I’m not going to go into the ins and outs of why this happened in this article. I will cover this in my new monthly market commentary coming soon.

What I do want to do is to provide some comfort to you by explaining that sharp temporary declines are perfectly normal behaviour from the stock market.

What stock market declines am I talking about?

Well since the start of October things have got a bit nasty for the UK and US stock markets. But the trend downwards has been seen across the world and much worse and longer for the more emerging economies like China.

The data below relates to the main stock market indices for each area. Stock market indices are a way of measuring the collective performance of the companies that list the stock market in the various countries indicated.

  • At the start of October the UK FTSE 100 went down 6.8% in 7 working days.
  • Over the course of October the US S&P 500 went down 9.7%.
  • Since the start of the year the Hong Kong Hang Seng is down about 25.8%.

Stock market declines are not a time to panic

Here are some interesting insights:

  • The stock market declines on average about 14% each year. That means from the highest point in the year to the lowest point in the year. Not a straight 14% decline in one go. But markets end up rising nearly 3 out of every 4 years.
  • The stock market declines by 2% or more in a day, about 5 times every year.
  • Over long periods, returns from the stock market significantly beat inflation.
  • Trying to time the market is impossible.

Now, admittedly the data above relates to the US stock market in particular, but the trends are very similar elsewhere.

What can sometimes make the latest stock market declines appear more scary is when they follow a period of relative calm. We get used to the calm and think it is the new normal. Then bang, the temporary decline is back.

But actually the temporary stock market declines are what’s normal.

Think about your health.

Most of the time you go through life and your health is fine, but every now and then you suffer an issue and it sets you back.
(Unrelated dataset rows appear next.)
//! Config command implementation.

use std::path::Path;

use crate::cli::args::ConfigCommands;
use crate::config::Config;
use crate::error::QuickAddError;

/// Execute a config subcommand against the already-loaded configuration.
///
/// # Errors
///
/// Returns an error if the configuration cannot be serialized.
pub fn config(
    command: &ConfigCommands,
    config: &Config,
    path: &Path,
) -> Result<String, QuickAddError> {
    match command {
        ConfigCommands::Show => config.to_yaml(),
        ConfigCommands::Path => Ok(path.display().to_string()),
    }
}
//! Output formatting for quickadd.
//!
//! This module provides formatters for displaying parse results in various formats.

mod json;
mod pretty;

use crate::cli::args::OutputFormat;
use crate::core::ParseContext;
use crate::error::QuickAddError;
use crate::features::nlp::ParsedTask;

pub use json::*;
pub use pretty::*;

/// Format a parsed task based on output format
///
/// # Errors
///
/// Returns `QuickAddError::Parse` if JSON serialization fails.
pub fn format_parsed_task(
    task: &ParsedTask,
    ctx: &ParseContext,
    format: OutputFormat,
) -> Result<String, QuickAddError> {
    match format {
        OutputFormat::Pretty => Ok(format_parsed_task_pretty(task, ctx)),
        OutputFormat::Json => format_parsed_task_json(task, ctx),
    }
}
use std::fmt::Write;

use colored::Colorize;

use crate::core::{DueDate, ParseContext};
use crate::features::nlp::{ParsedTask, Priority};

/// Format a parsed task as pretty output
pub fn format_parsed_task_pretty(task: &ParsedTask, ctx: &ParseContext) -> String {
    let title = if task.title.is_empty() {
        "(empty title)".dimmed().to_string()
    } else {
        task.title.bold().to_string()
    };
    let mut output = format!("{} {title}\n", "Title:".cyan().bold());

    if let Some(due) = &task.due_date {
        let mut line = due.to_iso_date();
        if let Some(time) = due.time {
            write!(line, " {}", time.format("%H:%M")).ok();
        }
        writeln!(
            output,
            "  {} {} {}",
            "Due:".red(),
            line,
            relative_hint(due, ctx).dimmed()
        )
        .ok();
    }
    if task.priority != Priority::None {
        writeln!(output, "  {} {}", "Priority:".red().bold(), task.priority.label()).ok();
    }
    if !task.tag_names.is_empty() {
        let tags_str: Vec<String> = task.tag_names.iter().map(|t| format!("#{t}")).collect();
        writeln!(output, "  {} {}", "Tags:".yellow(), tags_str.join(" ")).ok();
    }
    if let Some(repeat) = task.repeat_frequency {
        write!(output, "  {} {}", "Repeat:".magenta(), repeat.label()).ok();
        if let Some(next) = task
            .due_date
            .and_then(|d| repeat.next_after(d.date, &ctx.calendar))
        {
            write!(output, " {}", format!("(then {})", next.format("%Y-%m-%d")).dimmed()).ok();
        }
        output.push('\n');
    }
    if task.is_someday {
        writeln!(output, "  {} yes", "Someday:".blue()).ok();
    }

    output
}

/// Short description of a due date relative to the reference day.
fn relative_hint(due: &DueDate, ctx: &ParseContext) -> String {
    let today = ctx.today();
    if due.is_overdue(today) {
        "(overdue)".to_string()
    } else if due.is_due_today(today) {
        "(today)".to_string()
    } else if due.is_due_tomorrow(today) {
        "(tomorrow)".to_string()
    } else if due.is_due_within(today, 7) {
        format!("({})", due.date.format("%A"))
    } else {
        format!("(in {} days)", (due.date - today).num_days())
    }
}

#[cfg(test)]
mod tests {
    use chrono::NaiveDate;

    use super::*;
    use crate::features::nlp::RepeatFrequency;

    fn date(y: i32, m: u32, d: u32) -> NaiveDate {
        NaiveDate::from_ymd_opt(y, m, d).unwrap()
    }

    fn ctx() -> ParseContext {
        ParseContext::new(date(2024, 3, 1).and_hms_opt(9, 0, 0).unwrap())
    }

    #[test]
    fn test_format_parsed_task_pretty() {
        colored::control::set_override(false);
        let task = ParsedTask {
            title: "test task".to_string(),
            due_date: Some(DueDate::date_only(date(2024, 3, 2))),
            priority: Priority::High,
            tag_names: vec!["work".to_string()],
            repeat_frequency: Some(RepeatFrequency::Weekly),
            is_someday: true,
        };

        let result = format_parsed_task_pretty(&task, &ctx());
        assert!(result.contains("test task"));
        assert!(result.contains("2024-03-02 (tomorrow)"));
        assert!(result.contains("High"));
        assert!(result.contains("#work"));
        assert!(result.contains("Weekly (then 2024-03-09)"));
        assert!(result.contains("Someday: yes"));
    }

    #[test]
    fn test_format_empty_title() {
        colored::control::set_override(false);
        let result = format_parsed_task_pretty(&ParsedTask::default(), &ctx());
        assert!(result.contains("(empty title)"));
        assert!(!result.contains("Due:"));
    }

    #[test]
    fn test_relative_hint() {
        let c = ctx();
        assert_eq!(relative_hint(&DueDate::date_only(date(2024, 2, 28)), &c), "(overdue)");
        assert_eq!(relative_hint(&DueDate::date_only(date(2024, 3, 1)), &c), "(today)");
        assert_eq!(relative_hint(&DueDate::date_only(date(2024, 3, 4)), &c), "(Monday)");
        assert_eq!(relative_hint(&DueDate::date_only(date(2024, 4, 1)), &c), "(in 31 days)");
    }
}
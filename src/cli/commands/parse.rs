//! Parse command implementation.
//!
//! This module implements `quickadd parse` for trying the quick-add parser.

use chrono::{NaiveDate, NaiveDateTime};

use crate::cli::args::{OutputFormat, ParseArgs};
use crate::config::Config;
use crate::core::ParseContext;
use crate::error::QuickAddError;
use crate::features::nlp::TextParser;
use crate::output::format_parsed_task;

/// Accepted `--now` layouts with a time component.
const NOW_FORMATS: [&str; 4] = [
    "%Y-%m-%dT%H:%M:%S",
    "%Y-%m-%dT%H:%M",
    "%Y-%m-%d %H:%M:%S",
    "%Y-%m-%d %H:%M",
];

/// Execute the parse command.
///
/// # Errors
///
/// Returns an error if `--now` is malformed or output formatting fails.
pub fn parse(
    args: &ParseArgs,
    config: &Config,
    format: OutputFormat,
) -> Result<String, QuickAddError> {
    let now = match args.now.as_deref() {
        Some(raw) => parse_now(raw)?,
        None => ParseContext::local().now,
    };
    let week_start = args.week_start.unwrap_or(config.parser.week_start);
    let ctx = ParseContext::new(now).with_week_start(week_start.to_weekday());

    let parser = TextParser::new()
        .fallback_detection(config.parser.fallback_detection && !args.no_fallback);
    let task = parser.parse(&args.joined_text(), &ctx);

    format_parsed_task(&task, &ctx, format)
}

/// Parse a `--now` value.
///
/// Accepts `YYYY-MM-DD` (midnight), `YYYY-MM-DDTHH:MM[:SS]` and
/// `YYYY-MM-DD HH:MM[:SS]`.
///
/// # Errors
///
/// Returns `QuickAddError::InvalidArgument` if no format matches.
pub fn parse_now(raw: &str) -> Result<NaiveDateTime, QuickAddError> {
    let raw = raw.trim();

    if let Some(now) = NOW_FORMATS
        .iter()
        .find_map(|fmt| NaiveDateTime::parse_from_str(raw, fmt).ok())
    {
        return Ok(now);
    }

    NaiveDate::parse_from_str(raw, "%Y-%m-%d")
        .ok()
        .and_then(|d| d.and_hms_opt(0, 0, 0))
        .ok_or_else(|| {
            QuickAddError::InvalidArgument(format!(
                "--now expects YYYY-MM-DD or YYYY-MM-DDTHH:MM, got {raw:?}"
            ))
        })
}
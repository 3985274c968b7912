//! Feature implementations for quickadd.
//!
//! - Natural language quick-add parsing

pub mod nlp;
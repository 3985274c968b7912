//! Shell completions generation.

use clap::CommandFactory;
use clap_complete::Shell;

use crate::cli::args::Cli;
use crate::error::QuickAddError;

/// Generate a completion script for `shell`.
///
/// # Errors
///
/// Returns an error if the generated script is not valid UTF-8.
pub fn completions(shell: Shell) -> Result<String, QuickAddError> {
    let mut cmd = Cli::command();
    let mut buf = Vec::new();
    clap_complete::generate(shell, &mut cmd, "quickadd", &mut buf);
    String::from_utf8(buf)
        .map_err(|e| QuickAddError::InvalidArgument(format!("UTF-8 error in completions: {e}")))
}
//! quickadd - natural language quick-add parsing for tasks
//!
//! Turns a single line such as `"Team sync every monday #work !!"` into a
//! structured [`ParsedTask`]: due date, priority, tags, recurrence, a someday
//! flag and a cleaned title. The parser is pure; the reference moment and
//! calendar rules are passed in explicitly through [`ParseContext`].

#![deny(unsafe_code)]
#![deny(clippy::unwrap_used)]
#![deny(clippy::expect_used)]
#![warn(clippy::pedantic)]
#![warn(clippy::nursery)]
#![allow(clippy::module_name_repetitions)]

pub mod cli;
pub mod config;
pub mod core;
pub mod error;
pub mod features;
pub mod output;

pub use crate::core::{Calendar, DateDetector, DueDate, NaturalDateDetector, ParseContext};
pub use error::QuickAddError;
pub use features::nlp::{parse, ParsedTask, Priority, RepeatFrequency, TextParser};
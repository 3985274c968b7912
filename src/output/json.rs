//! JSON output formatting for quickadd.

use serde_json::json;

use crate::core::ParseContext;
use crate::error::QuickAddError;
use crate::features::nlp::ParsedTask;

/// Format a parsed task as JSON
///
/// Dates are flattened to ISO strings: `due_date` as `YYYY-MM-DD` and
/// `due_time` as `HH:MM`, both `null` when absent.
///
/// # Errors
///
/// Returns `QuickAddError::Parse` if JSON serialization fails.
pub fn format_parsed_task_json(
    task: &ParsedTask,
    ctx: &ParseContext,
) -> Result<String, QuickAddError> {
    let output = json!({
        "title": task.title,
        "due_date": task.due_date_iso(),
        "due_time": task
            .due_date
            .and_then(|d| d.time)
            .map(|t| t.format("%H:%M").to_string()),
        "priority": task.priority,
        "tag_names": task.tag_names,
        "repeat_frequency": task.repeat_frequency,
        "is_someday": task.is_someday,
        "now": ctx.now.format("%Y-%m-%dT%H:%M:%S").to_string(),
    });
    Ok(serde_json::to_string_pretty(&output)?)
}
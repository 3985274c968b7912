//! Command implementations for quickadd.

mod completions;
mod config;
mod parse;

pub use completions::completions;
pub use config::config;
pub use parse::{parse, parse_now};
It may take time to recover but usually after treatment you are better off than you were.

This is the same as lots of areas of life.

  • Your car running smoothly most of the time but every now and then needing to be fixed.
  • You stay in the same job for a number of years and then get made redundant.
  • Throwing a stone in a calm lake and causing ripples.

The point is that the ups and downs of investing, otherwise known as volatility, is the price you pay for long term success.

Remember the declines are temporary, the advance is permanent.

Risk warning:

Stock market linked investments and any income from them, can fall as well as rise and is not guaranteed. Any figures quoted are for illustrative purposes and should not be taken as a forecast or guarantee. Past performance should not be seen as an indication of future returns and clients may get back less than they have invested.